Input for this task:

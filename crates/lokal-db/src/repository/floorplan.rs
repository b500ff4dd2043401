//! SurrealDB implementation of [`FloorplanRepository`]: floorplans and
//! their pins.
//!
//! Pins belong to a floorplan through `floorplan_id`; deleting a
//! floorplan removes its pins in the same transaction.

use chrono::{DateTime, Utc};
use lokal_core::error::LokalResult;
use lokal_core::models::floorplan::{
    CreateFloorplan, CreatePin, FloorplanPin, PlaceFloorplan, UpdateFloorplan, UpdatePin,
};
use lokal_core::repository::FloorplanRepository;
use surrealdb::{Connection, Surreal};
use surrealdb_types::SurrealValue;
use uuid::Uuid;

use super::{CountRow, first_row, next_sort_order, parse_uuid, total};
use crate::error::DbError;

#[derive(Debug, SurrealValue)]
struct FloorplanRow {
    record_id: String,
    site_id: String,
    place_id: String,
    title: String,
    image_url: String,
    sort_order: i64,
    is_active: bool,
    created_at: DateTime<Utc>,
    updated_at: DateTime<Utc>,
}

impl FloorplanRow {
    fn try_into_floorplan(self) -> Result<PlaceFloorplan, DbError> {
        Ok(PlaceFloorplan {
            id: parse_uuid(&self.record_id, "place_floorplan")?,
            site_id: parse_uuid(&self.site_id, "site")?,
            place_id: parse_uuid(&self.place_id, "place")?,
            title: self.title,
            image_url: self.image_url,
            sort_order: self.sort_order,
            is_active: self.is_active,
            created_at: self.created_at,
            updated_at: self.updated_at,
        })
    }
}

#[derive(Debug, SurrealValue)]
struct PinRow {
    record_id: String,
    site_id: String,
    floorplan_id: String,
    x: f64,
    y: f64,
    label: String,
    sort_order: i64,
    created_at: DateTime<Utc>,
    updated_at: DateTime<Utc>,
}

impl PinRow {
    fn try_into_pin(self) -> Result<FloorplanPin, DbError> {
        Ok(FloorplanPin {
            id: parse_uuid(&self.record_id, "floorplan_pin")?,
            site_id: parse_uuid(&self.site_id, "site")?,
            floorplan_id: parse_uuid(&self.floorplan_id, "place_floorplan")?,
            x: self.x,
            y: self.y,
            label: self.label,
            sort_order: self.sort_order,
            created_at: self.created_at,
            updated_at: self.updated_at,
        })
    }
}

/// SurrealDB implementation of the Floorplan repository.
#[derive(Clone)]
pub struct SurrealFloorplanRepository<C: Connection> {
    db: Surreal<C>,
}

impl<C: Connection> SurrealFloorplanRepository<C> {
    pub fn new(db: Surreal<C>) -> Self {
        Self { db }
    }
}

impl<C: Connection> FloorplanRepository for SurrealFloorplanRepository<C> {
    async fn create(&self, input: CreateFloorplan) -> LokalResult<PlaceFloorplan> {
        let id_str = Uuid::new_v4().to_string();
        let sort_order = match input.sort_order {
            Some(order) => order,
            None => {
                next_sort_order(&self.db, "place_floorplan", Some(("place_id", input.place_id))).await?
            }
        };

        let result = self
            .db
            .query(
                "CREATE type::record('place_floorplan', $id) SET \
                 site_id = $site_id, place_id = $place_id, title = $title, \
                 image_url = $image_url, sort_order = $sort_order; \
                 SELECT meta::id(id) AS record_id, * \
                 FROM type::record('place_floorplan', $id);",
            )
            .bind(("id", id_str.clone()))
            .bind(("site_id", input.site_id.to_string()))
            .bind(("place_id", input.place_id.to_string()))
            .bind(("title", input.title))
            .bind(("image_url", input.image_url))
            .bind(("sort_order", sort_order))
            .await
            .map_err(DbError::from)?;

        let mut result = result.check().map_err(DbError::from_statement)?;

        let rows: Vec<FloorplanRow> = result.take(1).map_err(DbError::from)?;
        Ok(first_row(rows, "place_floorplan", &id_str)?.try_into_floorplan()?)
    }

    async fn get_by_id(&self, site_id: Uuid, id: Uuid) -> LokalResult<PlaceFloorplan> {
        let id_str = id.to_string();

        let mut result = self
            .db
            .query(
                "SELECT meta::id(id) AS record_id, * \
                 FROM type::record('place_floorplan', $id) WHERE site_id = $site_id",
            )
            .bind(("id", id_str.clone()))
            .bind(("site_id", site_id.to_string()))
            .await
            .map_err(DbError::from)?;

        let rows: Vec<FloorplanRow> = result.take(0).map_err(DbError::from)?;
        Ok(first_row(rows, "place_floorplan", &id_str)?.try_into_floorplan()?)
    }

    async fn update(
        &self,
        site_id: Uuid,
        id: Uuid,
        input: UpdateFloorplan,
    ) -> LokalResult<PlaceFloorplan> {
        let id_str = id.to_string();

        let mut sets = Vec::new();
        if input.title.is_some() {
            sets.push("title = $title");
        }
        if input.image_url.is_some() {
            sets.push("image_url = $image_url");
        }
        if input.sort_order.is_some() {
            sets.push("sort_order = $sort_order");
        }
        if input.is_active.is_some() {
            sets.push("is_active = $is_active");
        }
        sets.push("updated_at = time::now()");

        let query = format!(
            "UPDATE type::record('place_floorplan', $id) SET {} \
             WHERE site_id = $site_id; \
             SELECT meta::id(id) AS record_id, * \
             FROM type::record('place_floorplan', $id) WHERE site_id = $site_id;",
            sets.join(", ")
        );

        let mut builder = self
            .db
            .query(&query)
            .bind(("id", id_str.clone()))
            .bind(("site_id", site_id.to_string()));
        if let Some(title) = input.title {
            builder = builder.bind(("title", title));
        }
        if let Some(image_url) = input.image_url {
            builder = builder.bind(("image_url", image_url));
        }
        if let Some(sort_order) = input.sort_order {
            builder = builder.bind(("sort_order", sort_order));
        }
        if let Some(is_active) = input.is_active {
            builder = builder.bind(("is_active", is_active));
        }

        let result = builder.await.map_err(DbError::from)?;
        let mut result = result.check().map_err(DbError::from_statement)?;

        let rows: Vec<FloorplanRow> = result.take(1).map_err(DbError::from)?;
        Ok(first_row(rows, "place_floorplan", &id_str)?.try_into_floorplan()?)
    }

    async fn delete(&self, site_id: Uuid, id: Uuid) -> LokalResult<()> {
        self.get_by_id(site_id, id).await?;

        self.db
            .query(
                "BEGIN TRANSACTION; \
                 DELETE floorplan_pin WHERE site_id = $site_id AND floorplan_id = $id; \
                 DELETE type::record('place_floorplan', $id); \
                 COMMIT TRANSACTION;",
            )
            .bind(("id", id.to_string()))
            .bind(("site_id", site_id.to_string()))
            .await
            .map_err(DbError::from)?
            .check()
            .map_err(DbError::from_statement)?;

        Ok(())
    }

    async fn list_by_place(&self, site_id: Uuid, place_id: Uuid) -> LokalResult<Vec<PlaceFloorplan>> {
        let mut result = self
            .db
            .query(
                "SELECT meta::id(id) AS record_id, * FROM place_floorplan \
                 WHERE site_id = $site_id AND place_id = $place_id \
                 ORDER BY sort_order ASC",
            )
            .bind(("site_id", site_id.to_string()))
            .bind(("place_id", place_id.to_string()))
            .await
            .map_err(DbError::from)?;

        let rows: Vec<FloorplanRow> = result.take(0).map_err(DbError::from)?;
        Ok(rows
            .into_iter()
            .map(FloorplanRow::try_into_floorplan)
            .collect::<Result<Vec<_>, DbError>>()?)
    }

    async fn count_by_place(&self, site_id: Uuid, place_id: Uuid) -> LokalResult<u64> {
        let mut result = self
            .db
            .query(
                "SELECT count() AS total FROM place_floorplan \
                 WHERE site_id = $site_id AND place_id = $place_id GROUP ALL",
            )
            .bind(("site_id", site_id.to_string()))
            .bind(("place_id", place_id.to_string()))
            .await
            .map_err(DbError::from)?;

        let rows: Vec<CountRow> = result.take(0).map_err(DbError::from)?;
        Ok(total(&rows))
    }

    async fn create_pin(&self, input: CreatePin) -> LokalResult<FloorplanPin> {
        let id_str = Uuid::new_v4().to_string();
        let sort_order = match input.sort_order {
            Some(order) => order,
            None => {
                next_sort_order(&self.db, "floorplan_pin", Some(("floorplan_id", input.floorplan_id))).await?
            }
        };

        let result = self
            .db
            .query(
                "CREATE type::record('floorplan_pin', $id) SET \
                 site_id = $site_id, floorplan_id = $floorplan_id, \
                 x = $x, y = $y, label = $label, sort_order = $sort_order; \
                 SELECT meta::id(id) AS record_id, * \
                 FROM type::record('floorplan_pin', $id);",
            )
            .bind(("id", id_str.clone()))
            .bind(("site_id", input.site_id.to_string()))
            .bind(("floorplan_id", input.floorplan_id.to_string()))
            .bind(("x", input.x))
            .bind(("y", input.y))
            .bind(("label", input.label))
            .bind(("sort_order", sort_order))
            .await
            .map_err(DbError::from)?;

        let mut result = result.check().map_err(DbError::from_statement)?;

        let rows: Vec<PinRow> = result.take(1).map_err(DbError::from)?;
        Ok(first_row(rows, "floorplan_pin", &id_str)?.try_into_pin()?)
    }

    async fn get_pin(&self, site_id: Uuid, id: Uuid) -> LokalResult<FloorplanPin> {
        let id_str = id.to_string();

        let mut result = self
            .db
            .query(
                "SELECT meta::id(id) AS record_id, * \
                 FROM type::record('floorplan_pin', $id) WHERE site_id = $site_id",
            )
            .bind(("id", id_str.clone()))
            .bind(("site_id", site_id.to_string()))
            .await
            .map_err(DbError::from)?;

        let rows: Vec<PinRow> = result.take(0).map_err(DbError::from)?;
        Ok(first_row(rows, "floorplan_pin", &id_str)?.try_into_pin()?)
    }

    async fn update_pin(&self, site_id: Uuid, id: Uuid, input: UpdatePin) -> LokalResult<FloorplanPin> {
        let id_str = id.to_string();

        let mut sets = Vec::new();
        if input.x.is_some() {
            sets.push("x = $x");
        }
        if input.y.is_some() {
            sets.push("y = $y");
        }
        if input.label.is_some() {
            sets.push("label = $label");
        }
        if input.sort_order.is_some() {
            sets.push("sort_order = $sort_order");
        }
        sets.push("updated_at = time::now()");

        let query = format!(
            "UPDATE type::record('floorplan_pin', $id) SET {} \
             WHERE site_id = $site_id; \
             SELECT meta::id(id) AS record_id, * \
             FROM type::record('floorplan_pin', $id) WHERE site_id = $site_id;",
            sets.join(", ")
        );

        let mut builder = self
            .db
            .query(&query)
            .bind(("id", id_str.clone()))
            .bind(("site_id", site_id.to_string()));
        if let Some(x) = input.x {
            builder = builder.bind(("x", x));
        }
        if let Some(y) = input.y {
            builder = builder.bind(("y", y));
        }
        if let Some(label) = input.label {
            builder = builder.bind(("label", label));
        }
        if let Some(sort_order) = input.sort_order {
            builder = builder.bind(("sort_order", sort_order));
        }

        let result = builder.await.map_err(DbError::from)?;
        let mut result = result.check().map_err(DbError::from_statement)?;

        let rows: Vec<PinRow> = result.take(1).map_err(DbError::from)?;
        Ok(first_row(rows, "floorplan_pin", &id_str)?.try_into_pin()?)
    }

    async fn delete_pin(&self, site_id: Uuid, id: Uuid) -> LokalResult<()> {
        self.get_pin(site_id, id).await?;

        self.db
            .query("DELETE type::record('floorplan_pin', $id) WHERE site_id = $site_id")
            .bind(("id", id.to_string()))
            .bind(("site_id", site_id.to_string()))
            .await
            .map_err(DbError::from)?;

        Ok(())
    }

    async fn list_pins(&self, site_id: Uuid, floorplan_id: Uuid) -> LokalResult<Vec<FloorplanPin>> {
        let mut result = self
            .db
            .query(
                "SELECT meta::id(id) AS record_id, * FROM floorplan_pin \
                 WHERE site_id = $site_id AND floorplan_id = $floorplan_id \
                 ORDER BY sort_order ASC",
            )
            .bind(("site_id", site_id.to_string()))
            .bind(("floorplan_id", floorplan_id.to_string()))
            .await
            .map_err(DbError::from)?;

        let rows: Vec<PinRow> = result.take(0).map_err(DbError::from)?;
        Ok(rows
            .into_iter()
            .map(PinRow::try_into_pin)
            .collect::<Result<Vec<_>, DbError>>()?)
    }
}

* * *

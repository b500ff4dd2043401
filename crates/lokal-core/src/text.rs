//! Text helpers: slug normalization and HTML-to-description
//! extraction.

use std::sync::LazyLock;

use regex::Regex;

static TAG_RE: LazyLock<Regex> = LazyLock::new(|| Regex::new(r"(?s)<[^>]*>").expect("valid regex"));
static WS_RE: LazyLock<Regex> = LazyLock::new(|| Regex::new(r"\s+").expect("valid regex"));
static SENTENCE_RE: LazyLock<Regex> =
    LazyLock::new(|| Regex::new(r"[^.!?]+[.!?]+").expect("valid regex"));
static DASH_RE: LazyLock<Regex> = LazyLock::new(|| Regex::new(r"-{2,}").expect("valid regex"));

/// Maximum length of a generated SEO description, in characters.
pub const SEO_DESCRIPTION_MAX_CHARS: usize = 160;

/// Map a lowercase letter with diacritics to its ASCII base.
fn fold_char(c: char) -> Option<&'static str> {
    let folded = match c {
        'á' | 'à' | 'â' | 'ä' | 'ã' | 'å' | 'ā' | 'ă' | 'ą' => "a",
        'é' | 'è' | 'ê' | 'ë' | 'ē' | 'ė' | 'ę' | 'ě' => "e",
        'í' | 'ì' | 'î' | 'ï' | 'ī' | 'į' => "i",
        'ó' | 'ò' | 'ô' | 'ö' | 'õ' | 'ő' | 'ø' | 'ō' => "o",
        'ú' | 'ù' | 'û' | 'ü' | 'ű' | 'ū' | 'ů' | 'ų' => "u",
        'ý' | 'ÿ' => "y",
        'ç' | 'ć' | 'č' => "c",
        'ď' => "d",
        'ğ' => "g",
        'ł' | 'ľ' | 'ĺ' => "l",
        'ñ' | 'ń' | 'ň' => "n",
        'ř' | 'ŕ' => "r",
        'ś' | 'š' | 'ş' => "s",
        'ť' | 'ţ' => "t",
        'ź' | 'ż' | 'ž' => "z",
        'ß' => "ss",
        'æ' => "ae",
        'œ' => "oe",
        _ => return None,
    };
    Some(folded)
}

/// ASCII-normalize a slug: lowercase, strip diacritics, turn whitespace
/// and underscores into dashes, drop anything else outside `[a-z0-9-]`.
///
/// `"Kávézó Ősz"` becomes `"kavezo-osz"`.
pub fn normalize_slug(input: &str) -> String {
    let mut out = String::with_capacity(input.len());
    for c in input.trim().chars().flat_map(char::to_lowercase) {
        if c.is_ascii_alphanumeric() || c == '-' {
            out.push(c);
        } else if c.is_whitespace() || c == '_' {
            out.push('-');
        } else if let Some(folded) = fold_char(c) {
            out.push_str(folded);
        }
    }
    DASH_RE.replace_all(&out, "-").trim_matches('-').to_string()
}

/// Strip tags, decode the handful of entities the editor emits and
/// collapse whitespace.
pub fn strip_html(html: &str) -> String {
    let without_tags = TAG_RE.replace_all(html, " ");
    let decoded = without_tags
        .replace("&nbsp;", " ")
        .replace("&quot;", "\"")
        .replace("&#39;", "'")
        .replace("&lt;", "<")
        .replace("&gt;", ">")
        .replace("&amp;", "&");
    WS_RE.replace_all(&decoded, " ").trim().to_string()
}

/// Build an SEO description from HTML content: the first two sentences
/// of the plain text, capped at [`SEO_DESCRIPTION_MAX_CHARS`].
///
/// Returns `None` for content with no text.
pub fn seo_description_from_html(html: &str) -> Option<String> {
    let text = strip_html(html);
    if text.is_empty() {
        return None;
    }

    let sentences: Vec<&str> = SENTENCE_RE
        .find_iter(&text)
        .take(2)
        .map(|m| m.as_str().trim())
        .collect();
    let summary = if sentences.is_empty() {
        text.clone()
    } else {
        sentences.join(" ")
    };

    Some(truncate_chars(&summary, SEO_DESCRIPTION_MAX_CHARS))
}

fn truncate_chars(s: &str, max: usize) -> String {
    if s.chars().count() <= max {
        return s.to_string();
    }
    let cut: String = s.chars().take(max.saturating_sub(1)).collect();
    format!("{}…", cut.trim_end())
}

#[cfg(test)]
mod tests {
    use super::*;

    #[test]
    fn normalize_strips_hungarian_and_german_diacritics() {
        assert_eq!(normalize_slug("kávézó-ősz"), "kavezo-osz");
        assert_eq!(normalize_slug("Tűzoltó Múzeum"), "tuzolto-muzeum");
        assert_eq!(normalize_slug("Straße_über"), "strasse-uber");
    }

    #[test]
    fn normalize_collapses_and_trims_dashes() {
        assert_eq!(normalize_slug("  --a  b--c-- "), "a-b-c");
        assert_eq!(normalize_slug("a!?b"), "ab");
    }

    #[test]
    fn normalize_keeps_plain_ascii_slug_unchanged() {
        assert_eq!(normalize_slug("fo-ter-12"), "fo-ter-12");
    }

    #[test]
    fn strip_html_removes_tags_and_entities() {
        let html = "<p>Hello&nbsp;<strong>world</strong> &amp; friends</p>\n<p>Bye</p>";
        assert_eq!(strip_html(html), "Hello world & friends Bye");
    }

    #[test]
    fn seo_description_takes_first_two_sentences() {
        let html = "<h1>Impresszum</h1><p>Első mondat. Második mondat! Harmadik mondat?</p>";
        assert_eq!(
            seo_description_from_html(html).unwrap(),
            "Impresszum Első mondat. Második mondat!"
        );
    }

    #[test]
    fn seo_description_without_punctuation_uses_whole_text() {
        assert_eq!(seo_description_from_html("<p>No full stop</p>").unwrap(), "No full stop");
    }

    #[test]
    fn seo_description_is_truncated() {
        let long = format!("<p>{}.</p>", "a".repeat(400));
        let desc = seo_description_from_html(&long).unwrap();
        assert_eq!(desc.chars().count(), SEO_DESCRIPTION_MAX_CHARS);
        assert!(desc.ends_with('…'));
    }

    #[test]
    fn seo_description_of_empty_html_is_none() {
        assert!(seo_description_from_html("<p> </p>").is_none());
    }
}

* * *

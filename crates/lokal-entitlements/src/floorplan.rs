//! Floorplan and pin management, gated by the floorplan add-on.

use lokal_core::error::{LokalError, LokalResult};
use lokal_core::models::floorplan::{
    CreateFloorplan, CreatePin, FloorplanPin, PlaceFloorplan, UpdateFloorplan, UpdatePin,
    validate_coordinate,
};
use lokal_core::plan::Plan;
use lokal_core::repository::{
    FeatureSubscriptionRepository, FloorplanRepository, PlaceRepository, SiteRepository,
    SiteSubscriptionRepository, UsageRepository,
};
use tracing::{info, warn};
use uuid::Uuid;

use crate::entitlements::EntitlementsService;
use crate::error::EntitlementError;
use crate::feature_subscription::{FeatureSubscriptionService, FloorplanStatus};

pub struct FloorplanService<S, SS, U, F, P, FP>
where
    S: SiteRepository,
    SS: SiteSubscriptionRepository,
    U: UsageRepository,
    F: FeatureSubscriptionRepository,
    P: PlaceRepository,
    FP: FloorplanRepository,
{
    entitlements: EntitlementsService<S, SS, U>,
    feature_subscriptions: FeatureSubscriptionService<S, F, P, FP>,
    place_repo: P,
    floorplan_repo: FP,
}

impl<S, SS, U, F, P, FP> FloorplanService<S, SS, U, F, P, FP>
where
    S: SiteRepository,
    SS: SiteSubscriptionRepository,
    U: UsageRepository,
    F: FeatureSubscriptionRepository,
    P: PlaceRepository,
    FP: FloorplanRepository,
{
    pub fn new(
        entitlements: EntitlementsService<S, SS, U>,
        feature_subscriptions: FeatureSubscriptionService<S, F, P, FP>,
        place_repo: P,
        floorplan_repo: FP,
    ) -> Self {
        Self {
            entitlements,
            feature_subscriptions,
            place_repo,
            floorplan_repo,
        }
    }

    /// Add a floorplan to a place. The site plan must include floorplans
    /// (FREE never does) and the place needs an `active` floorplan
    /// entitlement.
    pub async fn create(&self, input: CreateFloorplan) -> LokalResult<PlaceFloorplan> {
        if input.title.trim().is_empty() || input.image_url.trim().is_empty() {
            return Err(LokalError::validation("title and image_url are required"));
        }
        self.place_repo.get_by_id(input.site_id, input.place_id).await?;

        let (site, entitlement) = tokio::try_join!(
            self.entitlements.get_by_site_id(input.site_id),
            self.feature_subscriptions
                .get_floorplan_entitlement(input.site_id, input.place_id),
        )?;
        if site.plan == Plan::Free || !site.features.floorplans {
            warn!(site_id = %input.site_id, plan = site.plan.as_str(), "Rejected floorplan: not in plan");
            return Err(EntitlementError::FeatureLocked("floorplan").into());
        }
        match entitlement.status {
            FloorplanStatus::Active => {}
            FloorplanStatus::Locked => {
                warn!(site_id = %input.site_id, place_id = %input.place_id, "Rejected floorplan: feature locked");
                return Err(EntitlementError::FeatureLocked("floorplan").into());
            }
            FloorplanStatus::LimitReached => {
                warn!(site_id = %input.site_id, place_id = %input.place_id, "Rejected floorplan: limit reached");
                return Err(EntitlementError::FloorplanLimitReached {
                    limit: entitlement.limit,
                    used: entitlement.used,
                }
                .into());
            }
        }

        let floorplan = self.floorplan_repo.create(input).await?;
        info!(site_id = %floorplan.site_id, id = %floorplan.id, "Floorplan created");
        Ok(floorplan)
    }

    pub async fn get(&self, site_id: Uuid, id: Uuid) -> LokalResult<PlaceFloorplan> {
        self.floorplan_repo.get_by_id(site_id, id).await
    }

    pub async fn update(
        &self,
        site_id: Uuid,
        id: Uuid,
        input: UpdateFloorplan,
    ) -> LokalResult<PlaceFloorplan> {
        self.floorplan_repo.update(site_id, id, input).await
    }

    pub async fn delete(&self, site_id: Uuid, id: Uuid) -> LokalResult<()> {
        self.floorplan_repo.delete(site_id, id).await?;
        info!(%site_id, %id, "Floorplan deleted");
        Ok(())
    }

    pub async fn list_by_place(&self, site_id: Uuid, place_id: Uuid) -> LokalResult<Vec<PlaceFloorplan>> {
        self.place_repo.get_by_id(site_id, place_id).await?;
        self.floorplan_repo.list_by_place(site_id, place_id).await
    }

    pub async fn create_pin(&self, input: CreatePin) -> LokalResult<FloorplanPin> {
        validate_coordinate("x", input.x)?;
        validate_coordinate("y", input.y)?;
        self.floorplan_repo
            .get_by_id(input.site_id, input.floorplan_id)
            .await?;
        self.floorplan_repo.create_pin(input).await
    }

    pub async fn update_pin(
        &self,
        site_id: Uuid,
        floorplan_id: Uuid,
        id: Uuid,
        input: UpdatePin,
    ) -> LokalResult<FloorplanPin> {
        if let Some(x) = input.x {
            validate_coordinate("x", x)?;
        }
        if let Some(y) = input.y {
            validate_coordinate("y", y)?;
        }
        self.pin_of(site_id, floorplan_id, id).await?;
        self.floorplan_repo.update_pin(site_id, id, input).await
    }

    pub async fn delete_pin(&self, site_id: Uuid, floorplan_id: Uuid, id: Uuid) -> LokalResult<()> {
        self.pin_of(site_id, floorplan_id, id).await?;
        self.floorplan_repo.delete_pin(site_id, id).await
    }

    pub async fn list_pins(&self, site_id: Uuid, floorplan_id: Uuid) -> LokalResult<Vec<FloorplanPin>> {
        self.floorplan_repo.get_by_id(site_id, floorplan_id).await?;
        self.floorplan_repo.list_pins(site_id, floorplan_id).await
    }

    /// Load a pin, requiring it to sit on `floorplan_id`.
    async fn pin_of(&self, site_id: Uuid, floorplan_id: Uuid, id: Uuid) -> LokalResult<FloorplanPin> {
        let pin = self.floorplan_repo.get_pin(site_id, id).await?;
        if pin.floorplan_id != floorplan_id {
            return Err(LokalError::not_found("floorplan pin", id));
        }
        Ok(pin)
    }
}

Exercise requirements: Looking at the data above, say how many lines contain "Második", and give no other words.

Answer below: 2